**What is required:** Extract every line from the records below that contains the word "SiteCatalog".

**Given data:**
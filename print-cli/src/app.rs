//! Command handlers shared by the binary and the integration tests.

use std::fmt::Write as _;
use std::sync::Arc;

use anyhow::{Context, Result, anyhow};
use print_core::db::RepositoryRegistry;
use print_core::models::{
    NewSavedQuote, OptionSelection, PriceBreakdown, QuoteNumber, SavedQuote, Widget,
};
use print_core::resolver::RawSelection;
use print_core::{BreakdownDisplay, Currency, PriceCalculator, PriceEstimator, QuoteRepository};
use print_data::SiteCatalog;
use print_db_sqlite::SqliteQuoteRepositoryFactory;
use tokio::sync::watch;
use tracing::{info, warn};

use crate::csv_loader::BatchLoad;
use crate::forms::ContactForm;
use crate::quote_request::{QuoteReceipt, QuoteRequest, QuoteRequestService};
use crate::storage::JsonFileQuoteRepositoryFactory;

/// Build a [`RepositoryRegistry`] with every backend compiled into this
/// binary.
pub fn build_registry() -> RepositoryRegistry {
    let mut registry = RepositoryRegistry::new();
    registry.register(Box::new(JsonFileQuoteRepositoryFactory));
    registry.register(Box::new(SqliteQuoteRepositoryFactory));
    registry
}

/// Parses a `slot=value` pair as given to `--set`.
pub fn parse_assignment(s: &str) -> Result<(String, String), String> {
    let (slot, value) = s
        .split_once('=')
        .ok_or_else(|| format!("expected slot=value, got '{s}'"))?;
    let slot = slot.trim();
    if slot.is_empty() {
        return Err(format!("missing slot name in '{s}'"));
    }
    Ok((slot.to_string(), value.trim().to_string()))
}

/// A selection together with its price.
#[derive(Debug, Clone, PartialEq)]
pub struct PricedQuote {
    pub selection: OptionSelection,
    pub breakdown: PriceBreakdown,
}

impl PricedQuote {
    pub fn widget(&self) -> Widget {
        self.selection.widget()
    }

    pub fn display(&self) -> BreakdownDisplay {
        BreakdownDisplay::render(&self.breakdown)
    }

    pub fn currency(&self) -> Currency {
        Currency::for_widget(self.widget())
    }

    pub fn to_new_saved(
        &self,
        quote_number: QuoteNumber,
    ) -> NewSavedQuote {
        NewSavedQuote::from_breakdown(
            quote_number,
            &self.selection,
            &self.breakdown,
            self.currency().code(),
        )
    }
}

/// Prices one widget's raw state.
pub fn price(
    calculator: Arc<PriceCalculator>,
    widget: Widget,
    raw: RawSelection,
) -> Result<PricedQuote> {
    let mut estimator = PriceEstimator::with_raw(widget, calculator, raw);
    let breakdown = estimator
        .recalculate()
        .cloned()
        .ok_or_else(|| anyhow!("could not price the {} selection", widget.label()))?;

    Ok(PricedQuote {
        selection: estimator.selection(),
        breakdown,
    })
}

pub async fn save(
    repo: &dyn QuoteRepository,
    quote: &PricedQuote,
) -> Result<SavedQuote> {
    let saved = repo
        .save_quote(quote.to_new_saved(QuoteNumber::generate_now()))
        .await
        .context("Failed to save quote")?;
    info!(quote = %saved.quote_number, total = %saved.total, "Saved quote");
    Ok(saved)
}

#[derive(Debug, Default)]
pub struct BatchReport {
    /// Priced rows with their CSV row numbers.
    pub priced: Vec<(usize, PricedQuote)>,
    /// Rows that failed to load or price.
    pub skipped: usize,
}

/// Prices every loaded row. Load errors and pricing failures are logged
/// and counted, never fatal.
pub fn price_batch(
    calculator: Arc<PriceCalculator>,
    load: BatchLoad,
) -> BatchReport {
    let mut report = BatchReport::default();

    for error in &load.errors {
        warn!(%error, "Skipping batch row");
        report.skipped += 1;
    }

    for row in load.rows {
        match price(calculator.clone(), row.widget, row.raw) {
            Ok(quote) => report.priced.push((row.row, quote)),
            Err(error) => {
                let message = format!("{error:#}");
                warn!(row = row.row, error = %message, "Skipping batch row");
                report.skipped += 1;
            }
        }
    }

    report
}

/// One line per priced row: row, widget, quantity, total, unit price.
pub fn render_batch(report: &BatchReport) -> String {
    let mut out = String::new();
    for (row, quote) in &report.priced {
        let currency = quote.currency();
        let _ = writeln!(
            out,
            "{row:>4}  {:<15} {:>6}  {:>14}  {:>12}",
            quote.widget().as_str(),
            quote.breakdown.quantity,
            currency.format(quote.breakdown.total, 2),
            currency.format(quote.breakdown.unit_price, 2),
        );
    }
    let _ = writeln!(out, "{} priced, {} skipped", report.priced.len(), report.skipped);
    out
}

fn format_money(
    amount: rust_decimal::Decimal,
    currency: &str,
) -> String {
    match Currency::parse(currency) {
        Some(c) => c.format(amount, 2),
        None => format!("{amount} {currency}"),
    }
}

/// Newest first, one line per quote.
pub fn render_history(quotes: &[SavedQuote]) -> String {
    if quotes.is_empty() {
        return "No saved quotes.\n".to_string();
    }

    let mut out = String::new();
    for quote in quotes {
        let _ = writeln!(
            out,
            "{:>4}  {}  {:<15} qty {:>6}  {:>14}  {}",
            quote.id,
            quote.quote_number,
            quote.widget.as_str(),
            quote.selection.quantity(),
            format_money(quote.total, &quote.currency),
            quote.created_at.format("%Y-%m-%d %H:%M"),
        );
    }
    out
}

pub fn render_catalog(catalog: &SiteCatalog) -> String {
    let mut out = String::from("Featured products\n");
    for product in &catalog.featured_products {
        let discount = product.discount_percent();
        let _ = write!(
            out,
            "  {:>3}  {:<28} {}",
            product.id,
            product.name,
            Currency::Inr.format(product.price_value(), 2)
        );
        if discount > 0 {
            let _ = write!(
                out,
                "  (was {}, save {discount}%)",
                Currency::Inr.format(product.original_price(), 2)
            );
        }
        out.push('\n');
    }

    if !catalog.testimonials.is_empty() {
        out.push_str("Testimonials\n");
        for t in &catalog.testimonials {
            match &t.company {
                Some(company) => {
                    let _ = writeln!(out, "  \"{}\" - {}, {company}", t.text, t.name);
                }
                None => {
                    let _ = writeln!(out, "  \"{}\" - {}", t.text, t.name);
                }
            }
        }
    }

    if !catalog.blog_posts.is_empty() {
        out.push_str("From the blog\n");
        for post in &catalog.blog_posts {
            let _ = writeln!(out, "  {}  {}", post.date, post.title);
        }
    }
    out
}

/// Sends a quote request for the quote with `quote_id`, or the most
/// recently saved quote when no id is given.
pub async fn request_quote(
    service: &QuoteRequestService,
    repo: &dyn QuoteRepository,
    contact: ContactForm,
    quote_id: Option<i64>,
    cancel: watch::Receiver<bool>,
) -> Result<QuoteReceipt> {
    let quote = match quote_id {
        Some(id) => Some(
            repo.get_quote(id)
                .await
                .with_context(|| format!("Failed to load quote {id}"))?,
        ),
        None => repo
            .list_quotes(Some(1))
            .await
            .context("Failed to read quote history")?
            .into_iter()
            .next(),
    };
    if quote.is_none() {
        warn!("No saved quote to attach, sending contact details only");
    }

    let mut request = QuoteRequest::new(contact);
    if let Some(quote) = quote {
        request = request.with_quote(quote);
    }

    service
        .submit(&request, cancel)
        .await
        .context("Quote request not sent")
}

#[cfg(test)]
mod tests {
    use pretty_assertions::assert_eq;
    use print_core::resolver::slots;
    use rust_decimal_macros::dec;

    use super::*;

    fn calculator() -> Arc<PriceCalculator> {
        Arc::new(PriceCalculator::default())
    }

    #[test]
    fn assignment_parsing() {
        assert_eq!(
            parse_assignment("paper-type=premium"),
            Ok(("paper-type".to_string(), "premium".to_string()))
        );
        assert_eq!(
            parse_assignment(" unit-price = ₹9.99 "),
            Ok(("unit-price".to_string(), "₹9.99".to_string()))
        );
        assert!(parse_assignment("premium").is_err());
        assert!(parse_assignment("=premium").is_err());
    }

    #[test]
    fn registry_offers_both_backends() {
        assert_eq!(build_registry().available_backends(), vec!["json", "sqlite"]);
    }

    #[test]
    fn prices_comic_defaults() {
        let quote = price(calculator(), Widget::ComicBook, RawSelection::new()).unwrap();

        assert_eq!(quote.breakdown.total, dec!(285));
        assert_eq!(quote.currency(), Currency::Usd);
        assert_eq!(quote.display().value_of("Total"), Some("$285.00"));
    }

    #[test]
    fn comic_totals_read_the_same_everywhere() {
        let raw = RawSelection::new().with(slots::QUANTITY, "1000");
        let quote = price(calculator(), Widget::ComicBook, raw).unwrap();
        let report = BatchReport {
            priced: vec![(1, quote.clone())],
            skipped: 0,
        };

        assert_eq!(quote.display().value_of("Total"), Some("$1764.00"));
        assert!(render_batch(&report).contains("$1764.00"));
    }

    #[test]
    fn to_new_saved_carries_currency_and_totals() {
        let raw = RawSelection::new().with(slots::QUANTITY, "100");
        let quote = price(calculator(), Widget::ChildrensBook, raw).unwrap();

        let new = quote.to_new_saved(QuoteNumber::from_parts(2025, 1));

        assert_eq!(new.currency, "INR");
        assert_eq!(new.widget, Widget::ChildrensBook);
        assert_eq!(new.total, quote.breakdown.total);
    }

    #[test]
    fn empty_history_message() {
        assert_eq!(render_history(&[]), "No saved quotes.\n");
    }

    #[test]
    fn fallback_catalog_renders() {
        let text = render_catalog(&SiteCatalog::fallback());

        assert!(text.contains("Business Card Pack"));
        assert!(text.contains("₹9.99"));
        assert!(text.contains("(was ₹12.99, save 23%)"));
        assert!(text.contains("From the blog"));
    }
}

**Result of the exercise:**
use print_data::SiteCatalog;
pub fn render_catalog(catalog: &SiteCatalog) -> String {
        let text = render_catalog(&SiteCatalog::fallback());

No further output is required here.